- Opening Delimiter -
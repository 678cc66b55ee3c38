use crate::strategy::StrategyChoice;
use std::sync::Arc;
use std::sync::atomic::{AtomicBool, Ordering};
use std::time::Duration;

/// A cloneable cancellation flag shared between a host and a running graph.
///
/// Once cancelled it stays cancelled; create a new token for the next run.
#[derive(Debug, Clone, Default)]
pub struct CancellationToken {
    cancelled: Arc<AtomicBool>,
}

impl CancellationToken {
    pub fn new() -> Self {
        Self::default()
    }

    pub fn cancel(&self) {
        self.cancelled.store(true, Ordering::Relaxed);
    }

    pub fn is_cancelled(&self) -> bool {
        self.cancelled.load(Ordering::Relaxed)
    }
}

/// Per-run settings. The default runs sequentially with no timeout and no
/// cancellation.
#[derive(Debug, Clone, Default)]
pub struct RunOptions {
    pub strategy: StrategyChoice,
    /// Upper bound on a single node function call.
    pub timeout: Option<Duration>,
    pub cancel: Option<CancellationToken>,
}

impl RunOptions {
    pub fn new() -> Self {
        Self::default()
    }

    pub fn parallel() -> Self {
        Self::new().with_strategy(StrategyChoice::Parallel)
    }

    pub fn with_strategy(mut self, strategy: StrategyChoice) -> Self {
        self.strategy = strategy;
        self
    }

    pub fn with_timeout(mut self, timeout: Duration) -> Self {
        self.timeout = Some(timeout);
        self
    }

    pub fn with_cancellation(mut self, token: CancellationToken) -> Self {
        self.cancel = Some(token);
        self
    }

    pub fn is_cancelled(&self) -> bool {
        self.cancel.as_ref().is_some_and(CancellationToken::is_cancelled)
    }
}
- Closing Delimiter -
= PROBLEM DETAILS =
Every entry shown above is to be written out exactly.

= WRITTEN RESPONSE =
repository 678cc66b55ee3c38
use crate::strategy::StrategyChoice;
use std::sync::Arc;
use std::sync::atomic::{AtomicBool, Ordering};
use std::time::Duration;

/// A cloneable cancellation flag shared between a host and a running graph.
///
/// Once cancelled it stays cancelled; create a new token for the next run.
#[derive(Debug, Clone, Default)]
pub struct CancellationToken {
    cancelled: Arc<AtomicBool>,
}

impl CancellationToken {
    pub fn new() -> Self {
        Self::default()
    }

    pub fn cancel(&self) {
        self.cancelled.store(true, Ordering::Relaxed);
    }

    pub fn is_cancelled(&self) -> bool {
        self.cancelled.load(Ordering::Relaxed)
    }
}

/// Per-run settings. The default runs sequentially with no timeout and no
/// cancellation.
#[derive(Debug, Clone, Default)]
pub struct RunOptions {
    pub strategy: StrategyChoice,
    /// Upper bound on a single node function call.
    pub timeout: Option<Duration>,
    pub cancel: Option<CancellationToken>,
}

impl RunOptions {
    pub fn new() -> Self {
        Self::default()
    }

    pub fn parallel() -> Self {
        Self::new().with_strategy(StrategyChoice::Parallel)
    }

    pub fn with_strategy(mut self, strategy: StrategyChoice) -> Self {
        self.strategy = strategy;
        self
    }

    pub fn with_timeout(mut self, timeout: Duration) -> Self {
        self.timeout = Some(timeout);
        self
    }

    pub fn with_cancellation(mut self, token: CancellationToken) -> Self {
        self.cancel = Some(token);
        self
    }

    pub fn is_cancelled(&self) -> bool {
        self.cancel.as_ref().is_some_and(CancellationToken::is_cancelled)
    }
}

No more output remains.